Observing Ramadan in Christian Manila
I am a Muslim who has lived the most part of his life in a Christian environment. Far from dreaming to be canonized as the next Mahdi (redeemer), I have tried my human best to observe the tenets and proscriptions of the Holy Koran, including its arcane rituals and prayers. And this tenacity to practice my religion in a Christian setting has caused me untold inconveniences. I am not complaining, but it is a tribulation hardly known to many non-Muslims.
The fasting month of Ramadan has begun. The first and last days of fasting (The feast of Eidel Fitre) are most-awaited and well-celebrated days, much like Christmas Eve when family members gather together to share a meal and stories. But the exact start of Ramadan is a source of controversy that divides the Muslim world and remains unresolved to this day. The Holy Koran says we should begin fasting upon the sighting of the new moon, with two witnesses testifying to it. But which moon should be sighted? The one in Marawi or in Manila? What if the new moon cannot be seen because of inclement weather? What about the time difference between Saudi Arabia and Marawi when the moon rises? Even the declaration by the National Commission for Filipino Muslims, a government agency, does not resolve the conundrum.

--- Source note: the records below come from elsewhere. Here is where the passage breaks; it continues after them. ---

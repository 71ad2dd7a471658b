//! Group alias registry (spec §4.5): lazy creation, `DEFAULT` as the
//! reserved fallback alias.

use linked_hash_map::LinkedHashMap;

use crate::model::{HealthCheckConfig, ServerGroup, DEFAULT_ALIAS};

pub fn normalize_alias(alias: Option<&str>) -> &str {
    match alias {
        None => DEFAULT_ALIAS,
        Some(a) if a.is_empty() => DEFAULT_ALIAS,
        Some(a) => a,
    }
}

/// Returns a mutable reference to the group for `alias`, creating it with
/// the spec-fixed health-check defaults if it doesn't exist yet.
pub fn get_or_create<'a>(
    groups: &'a mut LinkedHashMap<String, ServerGroup>,
    alias: Option<&str>,
    no_health_check: bool,
) -> &'a mut ServerGroup {
    let alias = normalize_alias(alias).to_string();
    if !groups.contains_key(&alias) {
        groups.insert(
            alias.clone(),
            ServerGroup::new(alias.clone(), HealthCheckConfig::fixed(!no_health_check)),
        );
    }
    groups.get_mut(&alias).unwrap()
}
//! Local and remote resource loading for ABP rule-list references
//! (`[path]` / `[http(s)://...]` lines, see spec §4.3).

use std::path::PathBuf;

use crate::collaborators::{HttpClient, StdHttpClient};
use crate::error::ConfigError;

/// Expand a leading `~` to the current user's home directory.
pub fn expand_home(path: &str) -> PathBuf {
    if let Some(rest) = path.strip_prefix("~/") {
        if let Some(home) = dirs::home_dir() {
            return home.join(rest);
        }
    } else if path == "~" {
        if let Some(home) = dirs::home_dir() {
            return home;
        }
    }
    PathBuf::from(path)
}

/// Read an entire local file as bytes, expanding `~`.
pub fn load_local(path: &str) -> Result<Vec<u8>, ConfigError> {
    let full = expand_home(path);
    std::fs::read(&full).map_err(|e| ConfigError::resource(full, e))
}

/// Blocking HTTP(S) GET via the `HttpClient` collaborator (spec §6.2),
/// requiring a 200 status and non-empty body. Redirects are capped at 5,
/// tighter than reqwest's own default, matching the spec's suggested bound.
pub fn load_remote(url: &str) -> Result<Vec<u8>, ConfigError> {
    let resp = StdHttpClient.get(url)?;
    if resp.status != 200 {
        return Err(ConfigError::network(
            url,
            format!("unexpected status {}", resp.status),
        ));
    }
    if resp.body.is_empty() {
        return Err(ConfigError::network(url, "empty body"));
    }
    Ok(resp.body)
}

/// Dispatch on whether a reference is a URL or a local path, per spec §4.3/§4.4.
pub fn load_reference(reference: &str) -> Result<Vec<u8>, ConfigError> {
    if reference.starts_with("http://") || reference.starts_with("https://") {
        load_remote(reference)
    } else {
        load_local(reference)
    }
}

pub fn is_url(reference: &str) -> bool {
    reference.starts_with("http://") || reference.starts_with("https://")
}

/// Trait seam so `parser.rs` can be exercised without real file/network I/O.
pub trait ResourceLoader: Send + Sync {
    fn load(&self, reference: &str) -> Result<Vec<u8>, ConfigError>;
}

pub struct StdResourceLoader;

impl ResourceLoader for StdResourceLoader {
    fn load(&self, reference: &str) -> Result<Vec<u8>, ConfigError> {
        load_reference(reference)
    }
}

#[cfg(test)]
mod tests {
    use super::*;

    #[test]
    fn expand_home_rewrites_tilde() {
        if let Some(home) = dirs::home_dir() {
            let expanded = expand_home("~/lists/ads.txt");
            assert_eq!(expanded, home.join("lists/ads.txt"));
        }
    }

    #[test]
    fn load_local_reads_file_contents() {
        let dir = tempfile::tempdir().unwrap();
        let file = dir.path().join("rules.txt");
        std::fs::write(&file, b"hello").unwrap();
        let bytes = load_local(file.to_str().unwrap()).unwrap();
        assert_eq!(bytes, b"hello");
    }

    #[test]
    fn load_local_missing_file_errors() {
        let err = load_local("/nonexistent/path/rules.txt").unwrap_err();
        assert!(matches!(err, ConfigError::Resource { .. }));
    }

    #[test]
    fn is_url_detects_scheme() {
        assert!(is_url("http://example.com/list.txt"));
        assert!(is_url("https://example.com/list.txt"));
        assert!(!is_url("/etc/rules.txt"));
    }
}
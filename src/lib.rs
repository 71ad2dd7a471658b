//! Configuration and routing-policy core of a WebSocks proxy agent.
//!
//! This crate parses a line-oriented declarative configuration into an
//! in-memory model, compiles domain-matching rules, validates
//! cross-section consistency, and exposes a `classify(host, port)` lookup
//! for a (separately implemented) dispatcher. See `SPEC_FULL.md` for the
//! full requirements this crate implements.

pub mod abp;
pub mod collaborators;
pub mod error;
pub mod group;
pub mod matcher;
pub mod model;
pub mod parser;
pub mod policy;
pub mod resource;
pub mod rulebuilder;
pub mod validate;

use std::path::Path;

use crate::collaborators::StdCollaborators;
use crate::error::ConfigError;
use crate::policy::Policy;
use crate::resource::StdResourceLoader;

/// Parse, validate, and build a [`Policy`] from a configuration file at
/// `path`, using the standard (blocking, real-filesystem/network) set of
/// collaborators.
pub fn load(path: &Path) -> Result<Policy, ConfigError> {
    let text = std::fs::read_to_string(path).map_err(|e| ConfigError::resource(path, e))?;
    let collaborators = StdCollaborators::default();
    let loader = StdResourceLoader;
    let config = parser::Parser::with_resolver(
        &loader,
        &collaborators.process_runner,
        &collaborators.resolver,
    )
    .parse(&text, Some(path.to_path_buf()))?;
    let config = validate::validate(config, &collaborators.cert_key_store)?;
    Ok(Policy::new(config))
}
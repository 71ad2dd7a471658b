//! End-to-end tests driving the full parse -> validate -> classify pipeline
//! through the crate's public API only, the way an external dispatcher
//! would consume it.

use wsx_agent_core::collaborators::{NoopProcessRunner, StdCertKeyStore};
use wsx_agent_core::model::Decision;
use wsx_agent_core::parser::Parser;
use wsx_agent_core::policy::Policy;
use wsx_agent_core::resource::StdResourceLoader;
use wsx_agent_core::validate;

fn build(text: &str) -> Policy {
    let config = Parser::new(&StdResourceLoader, &NoopProcessRunner)
        .parse(text, None)
        .expect("parse");
    let config = validate::validate(config, &StdCertKeyStore).expect("validate");
    Policy::new(config)
}

#[test]
fn no_proxy_list_wins_over_domain_list() {
    let policy = build(
        "agent.listen 11080\n\
         proxy.server.auth alice:pasSw0rD\n\
         proxy.server.list.start\n\
         websocks://127.0.0.1:18686\n\
         proxy.server.list.end\n\
         proxy.domain.list.start\n\
         example.com\n\
         proxy.domain.list.end\n\
         no-proxy.domain.list.start\n\
         example.com\n\
         no-proxy.domain.list.end\n",
    );
    match policy.classify("example.com", 443) {
        Decision::NoProxy { group_alias } => assert_eq!(group_alias, "DEFAULT"),
        other => panic!("unexpected decision: {other:?}"),
    }
}

#[test]
fn unmatched_host_is_direct() {
    let policy = build(
        "agent.listen 11080\n\
         proxy.server.auth alice:pasSw0rD\n\
         proxy.server.list.start\n\
         websocks://127.0.0.1:18686\n\
         proxy.server.list.end\n\
         proxy.domain.list.start\n\
         example.com\n\
         proxy.domain.list.end\n",
    );
    assert_eq!(policy.classify("unrelated.test", 80), Decision::Direct);
}

#[test]
fn proxy_https_relay_flag_set_when_proxy_relay_on() {
    let policy = build(
        "agent.listen 11080\n\
         proxy.server.auth alice:pasSw0rD\n\
         agent.proxy-relay on\n\
         proxy.server.list.start\n\
         websocks://127.0.0.1:18686\n\
         proxy.server.list.end\n\
         proxy.domain.list.start\n\
         example.com\n\
         proxy.domain.list.end\n\
         proxy.https-relay.domain.list.start\n\
         example.com\n\
         proxy.https-relay.domain.list.end\n",
    );
    assert_eq!(
        policy.classify("example.com", 443),
        Decision::Proxy {
            group_alias: "DEFAULT".to_string(),
            resolve_at_upstream: false,
            https_relay: true,
        }
    );
}

#[test]
fn merge_flag_folds_domain_list_into_proxy_https_relay() {
    let dir = tempfile::tempdir().unwrap();
    let cert = dir.path().join("c.crt");
    let key = dir.path().join("c.key");
    std::fs::write(&cert, b"cert").unwrap();
    std::fs::write(&key, b"key").unwrap();
    let text = format!(
        "agent.listen 11080\n\
         proxy.server.auth alice:pasSw0rD\n\
         agent.direct-relay on\n\
         agent.proxy-relay on\n\
         proxy.https-relay.domain.merge on\n\
         proxy.server.list.start\n\
         websocks://127.0.0.1:18686\n\
         proxy.server.list.end\n\
         proxy.domain.list.start\n\
         example.com\n\
         proxy.domain.list.end\n\
         https-relay.domain.list.start\n\
         other.test\n\
         https-relay.domain.list.end\n\
         agent.https-relay.cert-key.list.start\n\
         {} {}\n\
         agent.https-relay.cert-key.list.end\n",
        cert.display(),
        key.display()
    );
    let policy = build(&text);
    assert_eq!(
        policy.classify("example.com", 443),
        Decision::Proxy {
            group_alias: "DEFAULT".to_string(),
            resolve_at_upstream: false,
            https_relay: true,
        }
    );
}
/// Local HTTP surface for the view projections.
///
/// Every page endpoint hydrates from the persisted store at request time;
/// `/api/eventos` is the live-update path — an SSE stream fed by the event
/// fan-out. Clients open a page (one read) and subscribe (SSE) for the rest
/// of its lifetime; closing the connection drops the subscription.
use std::convert::Infallible;
use std::sync::Arc;

use axum::{
    Json, Router,
    extract::{Query, State},
    response::sse::{Event, KeepAlive, Sse},
    routing::get,
};
use futures::Stream;
use serde::Deserialize;
use tokio::sync::broadcast::error::RecvError;
use tracing::info;

use calma_common::events::{EventBus, StoreEvent};

use crate::nav::{self, NavItem};
use crate::store::CalmaStore;
use crate::views::{self, EspecialistasView, HistorialView, InicioView, RecursosView};

#[derive(Clone)]
pub struct AppState {
    pub store: Arc<CalmaStore>,
    pub events: Arc<EventBus>,
}

pub fn router(state: AppState) -> Router {
    Router::new()
        .route("/api/inicio", get(inicio))
        .route("/api/especialistas", get(especialistas))
        .route("/api/recursos", get(recursos))
        .route("/api/historial", get(historial))
        .route("/api/nav", get(nav_shell))
        .route("/api/eventos", get(eventos))
        .with_state(state)
}

/// Bind and serve the view API until the process exits.
pub async fn serve(addr: &str, state: AppState) -> anyhow::Result<()> {
    let listener = tokio::net::TcpListener::bind(addr).await?;
    info!(listen_addr = %addr, "view API listening");
    axum::serve(listener, router(state)).await?;
    Ok(())
}

async fn inicio(State(state): State<AppState>) -> Json<InicioView> {
    let datos = state.store.read_recomendaciones();
    let recursos = state.store.read_recursos();
    Json(views::inicio_view(datos.as_ref(), &recursos))
}

async fn especialistas(State(state): State<AppState>) -> Json<EspecialistasView> {
    let datos = state.store.read_recomendaciones();
    Json(views::especialistas_view(datos.as_ref()))
}

async fn recursos(State(state): State<AppState>) -> Json<RecursosView> {
    let recursos = state.store.read_recursos();
    Json(views::recursos_view(&recursos))
}

async fn historial() -> Json<HistorialView> {
    Json(views::historial_view())
}

#[derive(Debug, Deserialize)]
struct NavQuery {
    /// Current route of the requesting page, e.g. "/especialistas".
    ruta: Option<String>,
}

async fn nav_shell(
    State(state): State<AppState>,
    Query(query): Query<NavQuery>,
) -> Json<Vec<NavItem>> {
    let ruta = query.ruta.as_deref().unwrap_or("/");
    Json(nav::nav_view(ruta, state.store.has_recomendaciones()))
}

/// SSE relay of store events. Event `recomendaciones` carries the new set as
/// JSON; event `recursos` carries no payload — clients re-fetch the page.
async fn eventos(
    State(state): State<AppState>,
) -> Sse<impl Stream<Item = Result<Event, Infallible>>> {
    let mut rx = state.events.subscribe();
    let stream = async_stream::stream! {
        loop {
            match rx.recv().await {
                Ok(StoreEvent::RecomendacionesActualizadas(set)) => {
                    yield Ok(Event::default()
                        .event("recomendaciones")
                        .json_data(&set)
                        .unwrap_or_else(|_| {
                            Event::default().event("recomendaciones").data("{}")
                        }));
                }
                Ok(StoreEvent::RecursosActualizados) => {
                    yield Ok(Event::default().event("recursos").data(""));
                }
                // No replay: a lagged subscriber skips the missed events.
                Err(RecvError::Lagged(_)) => continue,
                Err(RecvError::Closed) => break,
            }
        }
    };
    Sse::new(stream).keep_alive(KeepAlive::default())
}

#[cfg(test)]
mod tests {
    use super::*;
    use calma_common::api::Recomendaciones;
    use calma_common::storage::JsonStore;

    fn state_in(dir: &std::path::Path) -> AppState {
        AppState {
            store: Arc::new(CalmaStore::new(JsonStore::open(dir).unwrap())),
            events: Arc::new(EventBus::new()),
        }
    }

    #[tokio::test]
    async fn inicio_sin_datos_devuelve_listas_vacias() {
        let dir = tempfile::tempdir().unwrap();
        let Json(view) = inicio(State(state_in(dir.path()))).await;
        assert!(view.especialistas_recientes.is_empty());
        assert!(view.recursos_recientes.is_empty());
    }

    #[tokio::test]
    async fn nav_sin_ruta_marca_inicio() {
        let dir = tempfile::tempdir().unwrap();
        let state = state_in(dir.path());
        state
            .store
            .write_recomendaciones(&Recomendaciones::default())
            .unwrap();

        let Json(items) = nav_shell(State(state), Query(NavQuery { ruta: None })).await;
        let inicio = items.iter().find(|i| i.ruta == "/").unwrap();
        assert!(inicio.activo);
        // Presence semantics: even an empty saved set raises the badge.
        let especialistas = items.iter().find(|i| i.ruta == "/especialistas").unwrap();
        assert!(especialistas.insignia);
    }
}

During Ramadan, we are forbidden from taking food and drink in any form and engaging in sex and worldly desires from sunrise to sunset. (Ramadan during long and humid days gets to be tormenting to the frail.) Except for the feeble and sick, those on travel and women in their menstrual period, all are enjoined to practice “I’tikaaf” (seclusion) to repent, meditate and devote time for “Zikrullah” (remembrance of Almighty Allah) and struggle to free themselves of hate, bias, bigotry, contempt, etc. The lesson, we are told, is for all Muslims regardless of station in life, whether one is the king of Saudi Arabia or a DVD vendor in Greenhills, to feel equally the pain of hunger and abstinence that will make them spiritually strong. (Doctors’ testimonies also attest to the health benefits of fasting.)
In my place in Marawi it is easy to observe Ramadan because food stalls are closed during the day. But in Manila, where restaurants, ambulant vendors, and street food stalls abound, and where people are constantly seen eating and drinking, the temptation to also do so becomes almost unbearable. And while one may survive the day in Manila and want to break the fast at sunset in a restaurant, one is still fearful that the food served may have been surreptitiously sprinkled with pork ingredients or are not halal, meaning not prepared in accordance with Islamic rituals.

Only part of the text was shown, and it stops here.